• _Raw data_:
╔══

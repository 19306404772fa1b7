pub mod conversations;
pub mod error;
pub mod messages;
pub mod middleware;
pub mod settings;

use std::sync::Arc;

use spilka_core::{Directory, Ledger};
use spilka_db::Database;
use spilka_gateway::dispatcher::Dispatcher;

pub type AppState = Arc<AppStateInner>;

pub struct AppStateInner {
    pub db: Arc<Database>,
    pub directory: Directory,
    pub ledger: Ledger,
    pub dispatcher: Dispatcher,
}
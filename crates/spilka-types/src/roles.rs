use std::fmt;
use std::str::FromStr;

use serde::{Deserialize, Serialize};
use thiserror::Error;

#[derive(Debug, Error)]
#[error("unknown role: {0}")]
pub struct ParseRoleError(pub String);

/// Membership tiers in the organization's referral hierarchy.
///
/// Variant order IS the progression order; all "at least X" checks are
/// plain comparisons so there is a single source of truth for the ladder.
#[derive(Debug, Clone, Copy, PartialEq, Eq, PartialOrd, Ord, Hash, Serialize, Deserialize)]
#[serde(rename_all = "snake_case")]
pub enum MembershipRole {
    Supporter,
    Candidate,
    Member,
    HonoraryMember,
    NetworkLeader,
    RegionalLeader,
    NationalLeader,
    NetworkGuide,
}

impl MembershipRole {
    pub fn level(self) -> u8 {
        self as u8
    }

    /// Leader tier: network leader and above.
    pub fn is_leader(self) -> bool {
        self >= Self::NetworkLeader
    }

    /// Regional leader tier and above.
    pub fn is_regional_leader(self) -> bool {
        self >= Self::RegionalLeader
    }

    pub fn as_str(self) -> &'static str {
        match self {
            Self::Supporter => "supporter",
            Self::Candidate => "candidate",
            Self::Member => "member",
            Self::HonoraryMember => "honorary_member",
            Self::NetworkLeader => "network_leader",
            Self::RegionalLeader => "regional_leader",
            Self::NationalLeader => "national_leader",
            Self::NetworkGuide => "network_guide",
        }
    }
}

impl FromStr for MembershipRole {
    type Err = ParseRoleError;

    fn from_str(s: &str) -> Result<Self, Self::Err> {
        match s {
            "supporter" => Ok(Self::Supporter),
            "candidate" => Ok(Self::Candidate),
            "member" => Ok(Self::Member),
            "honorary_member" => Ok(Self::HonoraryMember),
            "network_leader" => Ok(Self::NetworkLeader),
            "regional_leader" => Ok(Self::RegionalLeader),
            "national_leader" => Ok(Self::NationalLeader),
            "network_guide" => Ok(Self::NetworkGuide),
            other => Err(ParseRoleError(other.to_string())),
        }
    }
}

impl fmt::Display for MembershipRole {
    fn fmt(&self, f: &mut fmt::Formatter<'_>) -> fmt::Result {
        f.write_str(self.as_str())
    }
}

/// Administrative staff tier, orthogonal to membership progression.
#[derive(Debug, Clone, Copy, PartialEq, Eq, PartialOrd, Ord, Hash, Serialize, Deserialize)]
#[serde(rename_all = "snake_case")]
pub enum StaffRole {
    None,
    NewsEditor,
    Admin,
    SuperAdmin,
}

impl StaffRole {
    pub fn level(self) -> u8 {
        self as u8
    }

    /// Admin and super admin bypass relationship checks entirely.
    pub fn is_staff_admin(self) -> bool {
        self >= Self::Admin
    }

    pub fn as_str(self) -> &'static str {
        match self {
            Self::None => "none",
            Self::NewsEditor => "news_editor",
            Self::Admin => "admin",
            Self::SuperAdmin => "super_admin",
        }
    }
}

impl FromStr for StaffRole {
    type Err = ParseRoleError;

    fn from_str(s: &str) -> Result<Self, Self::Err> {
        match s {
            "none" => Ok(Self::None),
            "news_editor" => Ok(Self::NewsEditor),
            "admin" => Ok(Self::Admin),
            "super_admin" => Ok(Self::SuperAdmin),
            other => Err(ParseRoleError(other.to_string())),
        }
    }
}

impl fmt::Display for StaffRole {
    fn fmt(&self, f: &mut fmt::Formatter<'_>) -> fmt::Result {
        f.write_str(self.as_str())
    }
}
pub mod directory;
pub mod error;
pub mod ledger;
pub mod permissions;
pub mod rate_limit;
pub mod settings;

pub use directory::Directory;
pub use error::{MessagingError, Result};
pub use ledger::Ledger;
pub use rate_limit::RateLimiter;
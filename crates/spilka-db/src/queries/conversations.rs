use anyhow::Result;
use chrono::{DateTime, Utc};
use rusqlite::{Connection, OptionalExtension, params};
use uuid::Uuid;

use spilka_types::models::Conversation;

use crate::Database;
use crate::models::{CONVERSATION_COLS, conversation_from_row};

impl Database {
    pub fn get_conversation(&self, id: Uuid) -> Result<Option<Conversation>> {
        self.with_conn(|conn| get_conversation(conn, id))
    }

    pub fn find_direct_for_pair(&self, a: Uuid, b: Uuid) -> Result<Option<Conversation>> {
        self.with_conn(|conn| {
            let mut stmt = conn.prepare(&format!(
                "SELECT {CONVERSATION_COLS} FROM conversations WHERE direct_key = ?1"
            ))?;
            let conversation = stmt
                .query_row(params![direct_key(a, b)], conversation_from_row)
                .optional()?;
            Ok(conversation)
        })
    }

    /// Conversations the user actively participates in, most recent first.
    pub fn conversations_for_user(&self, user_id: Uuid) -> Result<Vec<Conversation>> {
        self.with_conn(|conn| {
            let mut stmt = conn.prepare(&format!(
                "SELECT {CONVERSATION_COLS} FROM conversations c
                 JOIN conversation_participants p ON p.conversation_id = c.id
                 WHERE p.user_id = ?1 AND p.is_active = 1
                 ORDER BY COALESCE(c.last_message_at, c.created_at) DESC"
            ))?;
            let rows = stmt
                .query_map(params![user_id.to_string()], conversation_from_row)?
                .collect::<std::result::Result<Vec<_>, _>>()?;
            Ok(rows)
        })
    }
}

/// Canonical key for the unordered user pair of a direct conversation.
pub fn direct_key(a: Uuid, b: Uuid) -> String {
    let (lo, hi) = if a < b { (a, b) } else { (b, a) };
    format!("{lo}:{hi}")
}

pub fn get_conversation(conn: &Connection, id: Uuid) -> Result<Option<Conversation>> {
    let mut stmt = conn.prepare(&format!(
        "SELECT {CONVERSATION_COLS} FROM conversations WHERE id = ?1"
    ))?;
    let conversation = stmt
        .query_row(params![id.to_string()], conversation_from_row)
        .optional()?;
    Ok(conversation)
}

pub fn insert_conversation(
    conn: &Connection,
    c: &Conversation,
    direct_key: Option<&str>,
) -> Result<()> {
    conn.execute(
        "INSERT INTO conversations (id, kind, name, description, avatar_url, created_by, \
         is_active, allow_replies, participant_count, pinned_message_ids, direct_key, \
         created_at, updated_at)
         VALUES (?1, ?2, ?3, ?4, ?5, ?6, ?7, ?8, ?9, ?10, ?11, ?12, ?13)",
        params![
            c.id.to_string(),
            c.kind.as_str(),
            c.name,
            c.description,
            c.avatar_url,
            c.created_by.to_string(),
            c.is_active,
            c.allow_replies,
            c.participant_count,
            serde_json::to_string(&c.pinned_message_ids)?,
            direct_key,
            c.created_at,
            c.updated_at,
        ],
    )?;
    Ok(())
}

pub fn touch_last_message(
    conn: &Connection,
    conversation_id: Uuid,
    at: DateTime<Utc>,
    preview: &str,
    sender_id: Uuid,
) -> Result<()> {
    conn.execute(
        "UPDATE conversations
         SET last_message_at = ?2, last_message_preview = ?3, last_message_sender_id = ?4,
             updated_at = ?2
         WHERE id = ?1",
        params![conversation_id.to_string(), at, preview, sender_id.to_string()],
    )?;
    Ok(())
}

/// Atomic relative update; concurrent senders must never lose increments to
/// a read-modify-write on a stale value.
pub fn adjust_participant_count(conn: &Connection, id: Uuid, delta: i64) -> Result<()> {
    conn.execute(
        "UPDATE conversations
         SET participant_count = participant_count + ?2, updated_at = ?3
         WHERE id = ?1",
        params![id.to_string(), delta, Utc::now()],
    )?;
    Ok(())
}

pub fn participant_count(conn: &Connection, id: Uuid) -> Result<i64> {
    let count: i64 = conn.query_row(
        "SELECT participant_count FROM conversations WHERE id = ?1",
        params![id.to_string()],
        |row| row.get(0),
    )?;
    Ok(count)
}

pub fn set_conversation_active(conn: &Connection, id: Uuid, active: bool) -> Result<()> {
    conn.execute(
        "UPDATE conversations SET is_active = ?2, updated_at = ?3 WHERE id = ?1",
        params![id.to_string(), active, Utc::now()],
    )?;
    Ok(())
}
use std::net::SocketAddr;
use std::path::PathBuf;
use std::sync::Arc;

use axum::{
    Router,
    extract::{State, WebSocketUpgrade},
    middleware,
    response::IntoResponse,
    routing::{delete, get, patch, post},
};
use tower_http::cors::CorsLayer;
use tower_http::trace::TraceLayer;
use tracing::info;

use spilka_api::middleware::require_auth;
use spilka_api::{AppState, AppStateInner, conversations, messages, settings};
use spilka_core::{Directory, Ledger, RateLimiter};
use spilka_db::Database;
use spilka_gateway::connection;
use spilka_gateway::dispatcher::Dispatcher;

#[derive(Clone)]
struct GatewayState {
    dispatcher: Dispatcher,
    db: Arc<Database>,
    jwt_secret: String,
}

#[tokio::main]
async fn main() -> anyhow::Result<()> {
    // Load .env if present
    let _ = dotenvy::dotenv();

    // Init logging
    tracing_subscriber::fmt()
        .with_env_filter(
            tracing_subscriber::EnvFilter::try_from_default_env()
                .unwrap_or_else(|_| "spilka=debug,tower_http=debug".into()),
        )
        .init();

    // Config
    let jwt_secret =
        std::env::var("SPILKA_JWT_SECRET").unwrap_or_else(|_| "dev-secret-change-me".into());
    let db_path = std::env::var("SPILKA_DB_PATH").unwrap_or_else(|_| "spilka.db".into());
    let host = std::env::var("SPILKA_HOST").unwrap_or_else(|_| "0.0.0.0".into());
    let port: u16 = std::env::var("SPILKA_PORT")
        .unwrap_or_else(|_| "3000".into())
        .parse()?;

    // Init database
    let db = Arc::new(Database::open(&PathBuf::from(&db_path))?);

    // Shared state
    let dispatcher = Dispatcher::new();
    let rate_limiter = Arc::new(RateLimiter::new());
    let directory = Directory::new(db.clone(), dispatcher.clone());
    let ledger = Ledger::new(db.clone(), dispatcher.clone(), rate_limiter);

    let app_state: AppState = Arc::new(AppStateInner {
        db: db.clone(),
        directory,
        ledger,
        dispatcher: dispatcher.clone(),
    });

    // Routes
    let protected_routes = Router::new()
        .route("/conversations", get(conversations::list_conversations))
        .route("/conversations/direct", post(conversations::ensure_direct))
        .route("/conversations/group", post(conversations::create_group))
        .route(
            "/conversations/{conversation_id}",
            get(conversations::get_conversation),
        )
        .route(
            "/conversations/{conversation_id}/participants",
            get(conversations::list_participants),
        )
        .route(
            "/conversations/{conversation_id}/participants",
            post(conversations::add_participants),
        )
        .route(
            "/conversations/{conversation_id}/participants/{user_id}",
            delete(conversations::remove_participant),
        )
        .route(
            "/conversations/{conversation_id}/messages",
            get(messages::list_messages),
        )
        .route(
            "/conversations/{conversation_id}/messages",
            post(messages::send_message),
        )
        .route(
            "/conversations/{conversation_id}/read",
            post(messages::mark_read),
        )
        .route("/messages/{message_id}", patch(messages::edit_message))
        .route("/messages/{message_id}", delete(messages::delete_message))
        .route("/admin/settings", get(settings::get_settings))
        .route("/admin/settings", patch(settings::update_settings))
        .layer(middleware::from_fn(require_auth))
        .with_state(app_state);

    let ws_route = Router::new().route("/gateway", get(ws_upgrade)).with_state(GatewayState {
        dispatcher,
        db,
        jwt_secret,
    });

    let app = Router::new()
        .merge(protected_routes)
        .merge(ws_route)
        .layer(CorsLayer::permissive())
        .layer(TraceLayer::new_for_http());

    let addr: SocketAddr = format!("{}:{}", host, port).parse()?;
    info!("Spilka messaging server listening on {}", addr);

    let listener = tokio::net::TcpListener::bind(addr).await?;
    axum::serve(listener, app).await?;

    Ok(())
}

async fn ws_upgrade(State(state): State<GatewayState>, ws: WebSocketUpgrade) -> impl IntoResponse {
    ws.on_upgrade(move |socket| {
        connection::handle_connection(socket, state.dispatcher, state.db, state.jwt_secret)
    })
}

╚══

There is a run of lines above from the one with "use spilka_types::models::Conversation;" to the one with "FROM conversations c"; print exactly that run, both ends included, and nothing else.

use spilka_types::models::Conversation;

use crate::Database;
use crate::models::{CONVERSATION_COLS, conversation_from_row};

impl Database {
    pub fn get_conversation(&self, id: Uuid) -> Result<Option<Conversation>> {
        self.with_conn(|conn| get_conversation(conn, id))
    }

    pub fn find_direct_for_pair(&self, a: Uuid, b: Uuid) -> Result<Option<Conversation>> {
        self.with_conn(|conn| {
            let mut stmt = conn.prepare(&format!(
                "SELECT {CONVERSATION_COLS} FROM conversations WHERE direct_key = ?1"
            ))?;
            let conversation = stmt
                .query_row(params![direct_key(a, b)], conversation_from_row)
                .optional()?;
            Ok(conversation)
        })
    }

    /// Conversations the user actively participates in, most recent first.
    pub fn conversations_for_user(&self, user_id: Uuid) -> Result<Vec<Conversation>> {
        self.with_conn(|conn| {
            let mut stmt = conn.prepare(&format!(
                "SELECT {CONVERSATION_COLS} FROM conversations c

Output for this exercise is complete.